PROBLEM DETAILS:
Using the data below, work out how many lines contain "BoundedWriter", and report only that number.
· · · · · · ·
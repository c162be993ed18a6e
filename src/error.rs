//! Error types for VariantKV
//!
//! Internal failures (codec, framing) are collected in [`CodecError`] and
//! surfaced to callers as [`VariantError`]. Errors raised by the underlying
//! store are never folded into [`VariantError`]; [`SetError`] keeps them
//! apart so "store is full" stays distinguishable from "value is malformed".

use thiserror::Error;

/// Result type alias using CodecError
pub type Result<T> = std::result::Result<T, CodecError>;

/// Maximum number of characters of a value/payload quoted in error messages
const PREVIEW_LIMIT: usize = 120;

/// Internal error type for the encoding pipeline
#[derive(Debug, Clone, PartialEq, Eq, Error)]
pub enum CodecError {
    // -------------------------------------------------------------------------
    // Binary Codec Errors
    // -------------------------------------------------------------------------
    #[error("Encoding failure: {0}")]
    Encoding(String),

    #[error("Decoding failure: {0}")]
    Decoding(String),

    // -------------------------------------------------------------------------
    // Transport Framing Errors
    // -------------------------------------------------------------------------
    #[error("Framing failure: {0}")]
    Framing(String),
}

/// A value could not be converted to the requested Rust type
#[derive(Debug, Clone, PartialEq, Eq, Error)]
#[error("expected {expected}, found {found}")]
pub struct TypeMismatch {
    pub expected: &'static str,
    pub found: &'static str,
}

/// Caller-facing error for values that could not be stored or read back
#[derive(Debug, Clone, Error)]
pub enum VariantError {
    #[error("Unable to encode value for key '{key}': '{value}'\n{source}")]
    Encode {
        key: String,
        value: String,
        #[source]
        source: CodecError,
    },

    #[error("Unable to decode value for key '{key}': '{raw}'\n{source}")]
    Decode {
        key: String,
        raw: String,
        #[source]
        source: CodecError,
    },

    #[error("Unexpected value type for key '{key}': {source}")]
    TypeMismatch {
        key: String,
        #[source]
        source: TypeMismatch,
    },
}

impl VariantError {
    pub(crate) fn encode(key: &str, value: impl std::fmt::Display, source: CodecError) -> Self {
        Self::Encode {
            key: key.to_string(),
            value: preview(value),
            source,
        }
    }

    pub(crate) fn decode(key: &str, raw: &str, source: CodecError) -> Self {
        Self::Decode {
            key: key.to_string(),
            raw: preview(raw),
            source,
        }
    }

    /// The key the failed operation was addressing
    pub fn key(&self) -> &str {
        match self {
            Self::Encode { key, .. } | Self::Decode { key, .. } | Self::TypeMismatch { key, .. } => key,
        }
    }

    /// The underlying codec failure, if any
    pub fn codec_error(&self) -> Option<&CodecError> {
        match self {
            Self::Encode { source, .. } | Self::Decode { source, .. } => Some(source),
            Self::TypeMismatch { .. } => None,
        }
    }
}

/// Error returned by [`VariantStorage::set`](crate::VariantStorage::set)
///
/// `Store` carries the store's own error untouched.
#[derive(Debug, Error)]
pub enum SetError<E: std::error::Error + 'static> {
    #[error(transparent)]
    Variant(#[from] VariantError),

    #[error(transparent)]
    Store(E),
}

impl<E: std::error::Error + 'static> SetError<E> {
    /// The store's native error, if that is what failed
    pub fn into_store_error(self) -> Option<E> {
        match self {
            Self::Store(e) => Some(e),
            Self::Variant(_) => None,
        }
    }

    pub fn is_variant(&self) -> bool {
        matches!(self, Self::Variant(_))
    }
}

/// Native error type of the stores shipped with this crate
#[derive(Debug, Error)]
pub enum StoreError {
    // -------------------------------------------------------------------------
    // Capacity Errors
    // -------------------------------------------------------------------------
    #[error("Quota exceeded: storing '{key}' needs {required} bytes, quota is {quota}")]
    QuotaExceeded {
        key: String,
        required: usize,
        quota: usize,
    },

    // -------------------------------------------------------------------------
    // Persistence Errors
    // -------------------------------------------------------------------------
    #[error("IO error: {0}")]
    Io(#[from] std::io::Error),

    #[error("Store file corrupted: {0}")]
    Corrupt(String),

    #[error("Serialization error: {0}")]
    Serialization(String),
}

impl StoreError {
    pub fn is_quota_exceeded(&self) -> bool {
        matches!(self, Self::QuotaExceeded { .. })
    }
}

/// Render at most `PREVIEW_LIMIT` characters of `value` for an error message
///
/// Rendering stops as soon as the limit is reached, so the cost is bounded
/// by the preview length rather than by the size of the value.
fn preview(value: impl std::fmt::Display) -> String {
    use std::fmt::Write;

    let mut out = BoundedWriter::new(PREVIEW_LIMIT);
    // An error here only means the limit was reached
    let _ = write!(out, "{}", value);
    if out.truncated {
        out.text.push_str("...");
    }
    out.text
}

/// `fmt::Write` sink that fails once it holds `remaining` characters
struct BoundedWriter {
    text: String,
    remaining: usize,
    truncated: bool,
}

impl BoundedWriter {
    fn new(limit: usize) -> Self {
        Self {
            text: String::new(),
            remaining: limit,
            truncated: false,
        }
    }
}

impl std::fmt::Write for BoundedWriter {
    fn write_str(&mut self, s: &str) -> std::fmt::Result {
        for c in s.chars() {
            if self.remaining == 0 {
                self.truncated = true;
                return Err(std::fmt::Error);
            }
            self.text.push(c);
            self.remaining -= 1;
        }
        Ok(())
    }
}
· · · · · · ·
TASK SOLUTION:
4